Melt, 2012, watercolor and ink on paper, 5.5″ x 4″

“Colony Collapse Disorder”

Along Route 1, the youth of Maine have cocked

their heads to hear the swarm of spring approach

on trucks from California’s almond farms.

It’s April, and New England kicks about

ideas of thaw. It’s early to expect

commitment this far north, but there is mud

and gravel everywhere for now: post offices

and pantries can’t be mopped up fast enough

for what comes in on duck boots and galoshes.

And it’s the same on 7 in Vermont

and 9G in New York—or so they claim,

though no American winter is like Maine’s,

that mixture of ocean salt and hoarfrost.

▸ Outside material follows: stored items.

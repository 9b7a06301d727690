use chrono::{DateTime, Utc};
use serde::Serialize;

use crate::config::Mode;
use crate::export::Exportable;
use crate::issues::Severity;
use crate::model::Network;
use crate::partition::System;

/// One summary row per system, appended to the run CSV.
#[derive(Debug, Default, Serialize)]
pub struct SystemStats {
    pub snapshot: Option<DateTime<Utc>>,
    pub system_id: String,
    pub system_name: Option<String>,
    pub valid: bool,

    // entities
    pub stations: usize,
    pub entrances: usize,
    pub routes: usize,
    pub exportable_routes: usize,
    pub subway_lines: usize,
    pub light_rail_lines: usize,
    pub monorail_lines: usize,
    pub interchanges: usize,

    // issues
    pub fatal: usize,
    pub errors: usize,
    pub warnings: usize,
    pub notices: usize,
}

impl SystemStats {
    pub fn from_system(
        network: &Network<'_>,
        system: &System,
        exportable: &Exportable,
        snapshot: Option<DateTime<Utc>>,
    ) -> Self {
        let mut s = SystemStats {
            snapshot,
            system_id: system.id.clone(),
            system_name: system.name.clone(),
            valid: !system.issues.iter().any(|i| i.kind.invalidates_system()),
            stations: system.stations.len(),
            entrances: system.entrances.len(),
            routes: system.routes.len(),
            exportable_routes: system
                .routes
                .iter()
                .filter(|r| exportable.contains(**r))
                .count(),
            subway_lines: system.line_count(network, Mode::Subway),
            light_rail_lines: system.line_count(network, Mode::LightRail),
            monorail_lines: system.line_count(network, Mode::Monorail),
            interchanges: system.interchange_count(),
            ..Default::default()
        };

        for issue in &system.issues {
            match issue.severity {
                Severity::Fatal => s.fatal += 1,
                Severity::Error => s.errors += 1,
                Severity::Warning => s.warnings += 1,
                Severity::Notice => s.notices += 1,
            }
        }

        s
    }

    pub fn pct(part: usize, total: usize) -> f64 {
        if total == 0 {
            0.0
        } else {
            (part as f64 / total as f64) * 100.0
        }
    }

    /// Share of routes that made it into the export.
    pub fn exportable_pct(&self) -> f64 {
        Self::pct(self.exportable_routes, self.routes)
    }
}
fn check_coordinates(network: &Network<'_>, system: &System) -> Result<(), ExportError> {
    let points = system
        .stations
        .iter()
        .map(|s| EntityRef::Station(*s))
        .chain(system.entrances.iter().map(|e| EntityRef::Entrance(*e)))
        .chain(system.segments.iter().map(|s| EntityRef::Segment(*s)));
    for subject in points {
        if let Some(bad) = network.coords_of(subject).into_iter().find(|c| !c.is_valid()) {
            return Err(ExportError::InvalidCoordinate {
                subject,
                element: network.element_of(subject),
                lon: bad.lon,
                lat: bad.lat,
            });
        }
    }
    Ok(())
}

fn check_line(network: &Network<'_>, route: RouteId, line: &[Coord]) -> Result<(), ExportError> {
    let mut distinct: Vec<[u64; 2]> = line
        .iter()
        .map(|c| [c.lon.to_bits(), c.lat.to_bits()])
        .collect();
    distinct.sort();
    distinct.dedup();
    if distinct.len() < 2 {
        let subject = EntityRef::Route(route);
        return Err(ExportError::DegenerateGeometry {
            subject,
            element: network.element_of(subject),
            positions: distinct.len(),
        });
    }
    Ok(())
}

/// The stretch of a route between two consecutive stops.
#[derive(Debug, Clone, PartialEq)]
pub struct Leg {
    pub from: StationId,
    pub to: StationId,
    pub segments: Vec<SegmentId>,
    /// Station to station, following the tracks where they are known.
    pub geometry: Vec<Coord>,
}

impl Leg {
    pub fn length_m(&self) -> f64 {
        self.geometry
            .windows(2)
            .map(|w| w[0].distance_to(&w[1]))
            .sum()
    }
}

pub fn route_legs(network: &Network<'_>, route: RouteId) -> Vec<Leg> {
    let mut legs = Vec::new();
    let mut current: Option<StationId> = None;
    let mut pending: Vec<SegmentId> = Vec::new();
    for member in &network.route(route).members {
        match member {
            RouteMember::Track(s) => pending.push(*s),
            RouteMember::Stop(to) => {
                if let Some(from) = current {
                    let segments = std::mem::take(&mut pending);
                    let geometry = leg_geometry(network, from, *to, &segments);
                    legs.push(Leg {
                        from,
                        to: *to,
                        segments,
                        geometry,
                    });
                }
                pending.clear();
                current = Some(*to);
            }
        }
    }
    legs
}

fn leg_geometry(
    network: &Network<'_>,
    from: StationId,
    to: StationId,
    segments: &[SegmentId],
) -> Vec<Coord> {
    let start = network.station(from).coord();
    let end = network.station(to).coord();
    let mut coords = vec![start];
    for o in orient_run(network, segments, Some(start), Some(end)) {
        let track = &network.segment(o.id).coords;
        if o.reversed {
            extend_dedup(&mut coords, track.iter().rev().copied());
        } else {
            extend_dedup(&mut coords, track.iter().copied());
        }
    }
    extend_dedup(&mut coords, [end]);
    coords
}

/// Full line of a route, joining its legs.
pub fn route_line(network: &Network<'_>, route: RouteId) -> Vec<Coord> {
    let mut line = Vec::new();
    for leg in route_legs(network, route) {
        extend_dedup(&mut line, leg.geometry);
    }
    if line.is_empty() {
        line = stop_line(network, route);
    }
    line
}

/// Straight lines from stop to stop, ignoring track geometry.
pub fn stop_line(network: &Network<'_>, route: RouteId) -> Vec<Coord> {
    let mut line = Vec::new();
    extend_dedup(
        &mut line,
        network
            .route(route)
            .stops()
            .map(|s| network.station(s).coord()),
    );
    line
}

fn extend_dedup<I: IntoIterator<Item = Coord>>(coords: &mut Vec<Coord>, more: I) {
    for c in more {
        if coords.last() != Some(&c) {
            coords.push(c);
        }
    }
}

/// Rounds metres to one decimal so outputs stay stable and readable.
pub(crate) fn round_m(value: f64) -> f64 {
    (value * 10.0).round() / 10.0
}
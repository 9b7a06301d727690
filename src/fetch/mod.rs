mod basic;
mod client;

pub use basic::BasicClient;
pub use client::HttpClient;

use anyhow::{Context, Result};
use tracing::info;

pub async fn fetch_bytes<C: HttpClient>(client: &C, url: &str) -> Result<Vec<u8>> {
    let req = reqwest::Request::new(reqwest::Method::GET, url.parse()?);

    let resp = client.execute(req).await?.error_for_status()?;
    Ok(resp.bytes().await?.to_vec())
}

/// Reads an extract from an `http(s)` URL or a local path.
#[tracing::instrument(skip(client))]
pub async fn load_source<C: HttpClient>(client: &C, source: &str) -> Result<Vec<u8>> {
    let bytes = if source.starts_with("http://") || source.starts_with("https://") {
        fetch_bytes(client, source)
            .await
            .with_context(|| format!("Failed to download {source}"))?
    } else {
        tokio::fs::read(source)
            .await
            .with_context(|| format!("Failed to read {source}"))?
    };
    info!(bytes = bytes.len(), "Source loaded");
    Ok(bytes)
}

#[cfg(test)]
mod tests {
    use super::*;
    use async_trait::async_trait;
    use std::io::Write;

    /// Client that must never be called.
    struct NoNetwork;

    #[async_trait]
    impl HttpClient for NoNetwork {
        async fn execute(&self, _req: reqwest::Request) -> reqwest::Result<reqwest::Response> {
            panic!("unexpected network access");
        }
    }

    #[tokio::test]
    async fn test_load_source_reads_local_file() {
        let mut file = tempfile::NamedTempFile::new().unwrap();
        file.write_all(b"[]").unwrap();

        let path = file.path().to_str().unwrap().to_string();
        let bytes = load_source(&NoNetwork, &path).await.unwrap();
        assert_eq!(bytes, b"[]");
    }

    #[tokio::test]
    async fn test_load_source_missing_file() {
        let err = load_source(&NoNetwork, "/nonexistent/extract.json")
            .await
            .unwrap_err();
        assert!(err.to_string().contains("Failed to read"));
    }

    #[tokio::test]
    async fn test_fetch_bytes_rejects_bad_url() {
        assert!(fetch_bytes(&NoNetwork, "not a url").await.is_err());
    }
}
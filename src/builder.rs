//! Entity builder: turns raw elements into the typed [`Network`].
//!
//! Every defect found while resolving references becomes an [`Issue`]; the
//! builder never aborts on bad data.

use std::collections::{BTreeMap, BTreeSet};
use tracing::{debug, info};

use crate::config::{Config, Mode};
use crate::geo::Coord;
use crate::issues::{EntityRef, Issue, IssueKind};
use crate::model::{
    Entrance, EntranceId, EntranceMatch, Network, Route, RouteId, RouteMaster, RouteMasterId,
    RouteMember, SegmentId, Station, StationId, StopArea, StopAreaGroup, StopAreaGroupId,
    StopAreaId, TrackSegment,
};
use crate::store::{ElementId, ElementKind, ElementStore, Relation, Tags, Way, is_unbuilt, tag};

pub struct BuildOutput<'a> {
    pub network: Network<'a>,
    pub issues: Vec<Issue>,
}

/// Builds every entity from the store and collects first-pass issues.
#[tracing::instrument(skip_all, fields(elements = store.len()))]
pub fn build_network<'a>(store: &'a ElementStore, config: &Config) -> BuildOutput<'a> {
    let mut builder = Builder::new(store, config);
    builder.collect_stations();
    builder.collect_entrances();
    builder.collect_stop_areas();
    builder.index_station_elements();
    builder.collect_routes();
    builder.collect_masters();
    builder.collect_groups();
    builder.match_entrances();

    let Builder {
        net, mut issues, ..
    } = builder;
    issues.sort_by_cached_key(|i| (i.primary().map(|p| net.element_of(p)), i.kind));

    info!(
        stations = net.stations.len(),
        entrances = net.entrances.len(),
        segments = net.segments.len(),
        routes = net.routes.len(),
        masters = net.masters.len(),
        stop_areas = net.stop_areas.len(),
        groups = net.groups.len(),
        issues = issues.len(),
        "Network built"
    );

    BuildOutput {
        network: net,
        issues,
    }
}

struct Builder<'a, 'c> {
    store: &'a ElementStore,
    config: &'c Config,
    net: Network<'a>,
    issues: Vec<Issue>,
    station_by_node: BTreeMap<i64, StationId>,
    entrance_by_node: BTreeMap<i64, EntranceId>,
    segment_by_way: BTreeMap<i64, SegmentId>,
    stop_area_by_rel: BTreeMap<i64, StopAreaId>,
    route_by_rel: BTreeMap<i64, RouteId>,
    entrance_areas: BTreeMap<EntranceId, Vec<StopAreaId>>,
}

The children cock their heads but nothing comes,

while across Georgia, peaches are withheld,

words forgotten on the lips of blossoms.

This will be the silent summer. No buzz

will hover vibrantly. No tractors will

exhale a galaxy of pesticide,

groaning like widowers who frequent cliffs

above the quarry or bars on Smith Street.

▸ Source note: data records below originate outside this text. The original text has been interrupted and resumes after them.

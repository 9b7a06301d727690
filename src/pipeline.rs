//! Stage orchestration: build, validate, partition, export, report.

use anyhow::Result;
use tracing::info;

use crate::builder::build_network;
use crate::cache::ExportCache;
use crate::config::Config;
use crate::export::geojson::unused_entrances;
use crate::export::{Exportable, SystemExport, export_systems};
use crate::partition::partition_systems;
use crate::registry::Registry;
use crate::report::{ValidationLog, build_log};
use crate::stats::SystemStats;
use crate::store::ElementStore;
use crate::validator::validate_routes;

/// Everything a run produces, still in memory.
#[derive(Debug)]
pub struct Outcome {
    pub log: ValidationLog,
    pub exports: Vec<SystemExport>,
    pub stats: Vec<SystemStats>,
    pub unused_entrances: Vec<u8>,
    /// Systems served from the export cache because they are invalid now.
    pub recovered: Vec<String>,
}

/// Runs every stage over a loaded store. Fails only on an invalid config;
/// defects in the data become issues in the log.
#[tracing::instrument(skip_all, fields(elements = store.len()))]
pub fn run(store: &ElementStore, registry: &Registry, config: &Config) -> Result<Outcome> {
    config.validate()?;

    let built = build_network(store, config);
    let network = built.network;

    let verdicts = validate_routes(&network, config);
    let exportable = Exportable::from_verdicts(&verdicts, network.routes.len());
    let mut issues = built.issues;
    issues.extend(verdicts.into_iter().flat_map(|v| v.issues));

    let mut partition = partition_systems(&network, issues, registry, config);
    let exports = export_systems(&network, &mut partition.systems, &exportable, config);

    let snapshot = store.snapshot();
    let stats = partition
        .systems
        .iter()
        .map(|s| SystemStats::from_system(&network, s, &exportable, snapshot))
        .collect();
    let log = build_log(&network, &partition, snapshot);
    let unused_entrances = unused_entrances(&network)?;

    info!(
        systems = log.systems.len(),
        exported = exports.len(),
        "Run complete"
    );
    Ok(Outcome {
        log,
        exports,
        stats,
        unused_entrances,
        recovered: Vec::new(),
    })
}

/// Like [`run`], but refreshes `cache` with this run's exports and falls
/// back to it for systems that are invalid now.
pub fn run_cached(
    store: &ElementStore,
    registry: &Registry,
    config: &Config,
    cache: &mut ExportCache,
) -> Result<Outcome> {
    let mut outcome = run(store, registry, config)?;
    cache.update(&outcome.exports);

    for system in outcome.log.systems.iter().filter(|s| !s.valid) {
        if let Some(export) = cache.recover(&system.id, store, config) {
            info!(system = %system.id, "Taking system from cache");
            outcome.exports.push(export.clone());
            outcome.recovered.push(system.id.clone());
        }
    }

    let order: Vec<&str> = outcome.log.systems.iter().map(|s| s.id.as_str()).collect();
    outcome
        .exports
        .sort_by_key(|e| order.iter().position(|id| *id == e.system));
    Ok(outcome)
}

/// Builds the network only and returns the unused-entrances GeoJSON.
pub fn entrances_only(store: &ElementStore, config: &Config) -> Result<Vec<u8>> {
    config.validate()?;
    let built = build_network(store, config);
    Ok(unused_entrances(&built.network)?)
}

#[cfg(test)]
mod tests {
    use super::*;
    use crate::store::fixtures::*;

    #[test]
    fn test_invalid_config_fails_fast() {
        let store = ElementStore::from_elements(vec![station(1, 0.0, 0.0, "A")]);
        let config = Config {
            min_stops: 0,
            ..Default::default()
        };
        let err = run(&store, &Registry::default(), &config).unwrap_err();
        assert!(err.to_string().contains("min_stops"));
    }

    #[test]
    fn test_isolated_station_is_reported_and_exported() {
        let store = ElementStore::from_elements(vec![station(1, 0.0, 0.0, "A")]);
        let outcome = run(&store, &Registry::default(), &Config::default()).unwrap();
        assert_eq!(outcome.log.systems.len(), 1);
        assert!(outcome.log.systems[0].valid);
        assert_eq!(outcome.exports.len(), 1);
        assert_eq!(outcome.stats.len(), 1);
    }

    // A -- B on one track; `broken` cuts the route down to a single stop.
    fn two_stations(broken: bool) -> ElementStore {
        let stops: &[(crate::store::ElementId, &str)] = if broken {
            &[(n(1), "stop")]
        } else {
            &[(n(1), "stop"), (w(21), ""), (n(2), "stop")]
        };
        ElementStore::from_elements(vec![
            station(1, 0.0, 0.0, "A"),
            station(2, 0.01, 0.0, "B"),
            node(11, 0.0, 0.0, &[]),
            node(12, 0.01, 0.0, &[]),
            rail(21, &[11, 12]),
            route(100, stops, "1"),
        ])
    }

    #[test]
    fn test_invalid_system_served_from_cache() {
        let registry = Registry::default();
        let config = Config::default();
        let mut cache = ExportCache::default();

        let good = run_cached(&two_stations(false), &registry, &config, &mut cache).unwrap();
        assert_eq!(good.exports.len(), 1);
        assert!(good.recovered.is_empty());
        assert!(cache.get("unidentified-n1").is_some());

        let bad = run_cached(&two_stations(true), &registry, &config, &mut cache).unwrap();
        let lead = bad.log.system("unidentified-n1").unwrap();
        assert!(!lead.valid);
        assert_eq!(bad.recovered, vec!["unidentified-n1"]);
        let served = bad
            .exports
            .iter()
            .find(|e| e.system == "unidentified-n1")
            .unwrap();
        assert_eq!(served.graph, good.exports[0].graph);
    }

    #[test]
    fn test_cache_ignored_without_entry() {
        let mut cache = ExportCache::default();
        let outcome = run_cached(
            &two_stations(true),
            &Registry::default(),
            &Config::default(),
            &mut cache,
        )
        .unwrap();
        assert!(outcome.recovered.is_empty());
        assert!(outcome.exports.iter().all(|e| e.system != "unidentified-n1"));
    }

    #[test]
    fn test_empty_input() {
        let store = ElementStore::default();
        let outcome = run(&store, &Registry::default(), &Config::default()).unwrap();
        assert!(outcome.log.systems.is_empty());
        assert!(outcome.exports.is_empty());
        assert_eq!(outcome.log.totals.total(), 0);
    }
}
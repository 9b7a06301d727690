//! Validation issues and their severities.

use serde::Serialize;
use std::fmt;

use crate::model::{EntranceId, RouteId, RouteMasterId, SegmentId, StationId, StopAreaGroupId, StopAreaId};
use crate::store::ElementId;

/// Ordered most severe first, so an ascending sort lists fatals at the top.
#[derive(Debug, Clone, Copy, PartialEq, Eq, PartialOrd, Ord, Hash, Serialize)]
#[serde(rename_all = "lowercase")]
pub enum Severity {
    Fatal,
    Error,
    Warning,
    Notice,
}

impl fmt::Display for Severity {
    fn fmt(&self, f: &mut fmt::Formatter<'_>) -> fmt::Result {
        f.write_str(match self {
            Severity::Fatal => "fatal",
            Severity::Error => "error",
            Severity::Warning => "warning",
            Severity::Notice => "notice",
        })
    }
}

#[derive(Debug, Clone, Copy, PartialEq, Eq, PartialOrd, Ord, Hash, Serialize)]
pub enum IssueKind {
    // structural
    EmptyRoute,
    MissingSegment,
    UnresolvedStop,
    UnexpectedMember,
    MissingRef,
    MissingColour,
    AmbiguousStation,
    RouteInTwoMasters,
    MasterModeConflict,
    StopAreaWithoutStation,
    MultipleStations,
    CircularGrouping,
    OrphanEntrance,
    EntranceOutsideStopArea,
    // topological
    RouteTooShort,
    UnterminatedRoute,
    CircularNotClosed,
    BrokenAlternation,
    Gap,
    DuplicateStop,
    ModeConflict,
    // clustering
    UnidentifiedSystem,
    IsolatedStation,
    CountMismatch,
    // export
    NoExportableRoutes,
    ExportFailed,
}

impl IssueKind {
    pub fn severity(self) -> Severity {
        use IssueKind::*;
        match self {
            EmptyRoute | RouteTooShort | NoExportableRoutes | ExportFailed => Severity::Fatal,
            MissingSegment | UnresolvedStop | AmbiguousStation | RouteInTwoMasters
            | MasterModeConflict | MultipleStations | CircularGrouping | UnterminatedRoute
            | CircularNotClosed | BrokenAlternation | DuplicateStop | CountMismatch => {
                Severity::Error
            }
            StopAreaWithoutStation | OrphanEntrance | Gap | ModeConflict | UnidentifiedSystem
            | IsolatedStation => Severity::Warning,
            UnexpectedMember | MissingRef | MissingColour | EntranceOutsideStopArea => {
                Severity::Notice
            }
        }
    }

    /// Kinds that keep the offending route out of the export.
    pub fn excludes_route(self) -> bool {
        matches!(
            self,
            IssueKind::EmptyRoute
                | IssueKind::RouteTooShort
                | IssueKind::UnterminatedRoute
                | IssueKind::CircularNotClosed
                | IssueKind::BrokenAlternation
        )
    }

    /// Kinds that mark the whole system invalid.
    pub fn invalidates_system(self) -> bool {
        matches!(self, IssueKind::NoExportableRoutes | IssueKind::ExportFailed)
    }
}

/// Reference to a built entity, or to a raw element that never became one.
#[derive(Debug, Clone, Copy, PartialEq, Eq, PartialOrd, Ord, Hash)]
pub enum EntityRef {
    Station(StationId),
    Entrance(EntranceId),
    Segment(SegmentId),
    Route(RouteId),
    RouteMaster(RouteMasterId),
    StopArea(StopAreaId),
    StopAreaGroup(StopAreaGroupId),
    Element(ElementId),
}

#[derive(Debug, Clone, PartialEq)]
pub struct Issue {
    pub severity: Severity,
    pub kind: IssueKind,
    pub subjects: Vec<EntityRef>,
    pub message: String,
    /// Measured distance in metres, for gap-like issues.
    pub distance_m: Option<f64>,
}

impl Issue {
    pub fn new(kind: IssueKind, subjects: Vec<EntityRef>, message: impl Into<String>) -> Self {
        Self {
            severity: kind.severity(),
            kind,
            subjects,
            message: message.into(),
            distance_m: None,
        }
    }

    pub fn with_distance(mut self, distance_m: f64) -> Self {
        self.distance_m = Some(distance_m);
        self
    }

    pub fn primary(&self) -> Option<EntityRef> {
        self.subjects.first().copied()
    }

    pub fn mentions(&self, subject: EntityRef) -> bool {
        self.subjects.contains(&subject)
    }
}

#[cfg(test)]
mod tests {
    use super::*;

    #[test]
    fn test_severity_order_most_severe_first() {
        let mut all = vec![Severity::Notice, Severity::Fatal, Severity::Warning, Severity::Error];
        all.sort();
        assert_eq!(
            all,
            vec![Severity::Fatal, Severity::Error, Severity::Warning, Severity::Notice]
        );
    }

    #[test]
    fn test_kind_severities() {
        assert_eq!(IssueKind::RouteTooShort.severity(), Severity::Fatal);
        assert_eq!(IssueKind::Gap.severity(), Severity::Warning);
        assert_eq!(IssueKind::ModeConflict.severity(), Severity::Warning);
        assert_eq!(IssueKind::MultipleStations.severity(), Severity::Error);
    }

    #[test]
    fn test_route_fatal_does_not_invalidate_system() {
        assert!(IssueKind::RouteTooShort.excludes_route());
        assert!(!IssueKind::RouteTooShort.invalidates_system());
        assert!(IssueKind::ExportFailed.invalidates_system());
        assert!(!IssueKind::ModeConflict.excludes_route());
    }

    #[test]
    fn test_issue_builder() {
        let issue = Issue::new(
            IssueKind::Gap,
            vec![EntityRef::Station(StationId(0)), EntityRef::Segment(SegmentId(3))],
            "gap",
        )
        .with_distance(412.0);
        assert_eq!(issue.severity, Severity::Warning);
        assert_eq!(issue.primary(), Some(EntityRef::Station(StationId(0))));
        assert!(issue.mentions(EntityRef::Segment(SegmentId(3))));
        assert_eq!(issue.distance_m, Some(412.0));
    }
}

The silence makes a sting most hearts were forced

to borrow from the old legends: those of

unincorporated orchards, sandlots,

and ghost-towns. Once school is out, the children

will sweat sweetly in the luscious, fruitless

fields they comb through, glistening like a city

of decent posture and useful mischief.

Theirs will be a different, better sting,

an ache for what is present, not what’s past;

for what is racing ’round us, sticking close,

humming like a hidden bell of home.

 

__________

 

Maine magazine works in conjunction with students at the Maine College of Art. Illustration major Hannah Rosengren says of “Colony Collapse Disorder”: “I interpreted this poem as being about transition. As a Maine native I could easily picture the muddy fields and the approach of spring.”

Gabriel Fried on “Colony Collapse Disorder”: “I’d seen a documentary on colony collapse disorder—that eerie syndrome that causes afflicted bees to lose their homing impulse. I became fascinated by its tidal-wave impact beginning in the west and making its way east. You can’t get farther east than Maine.”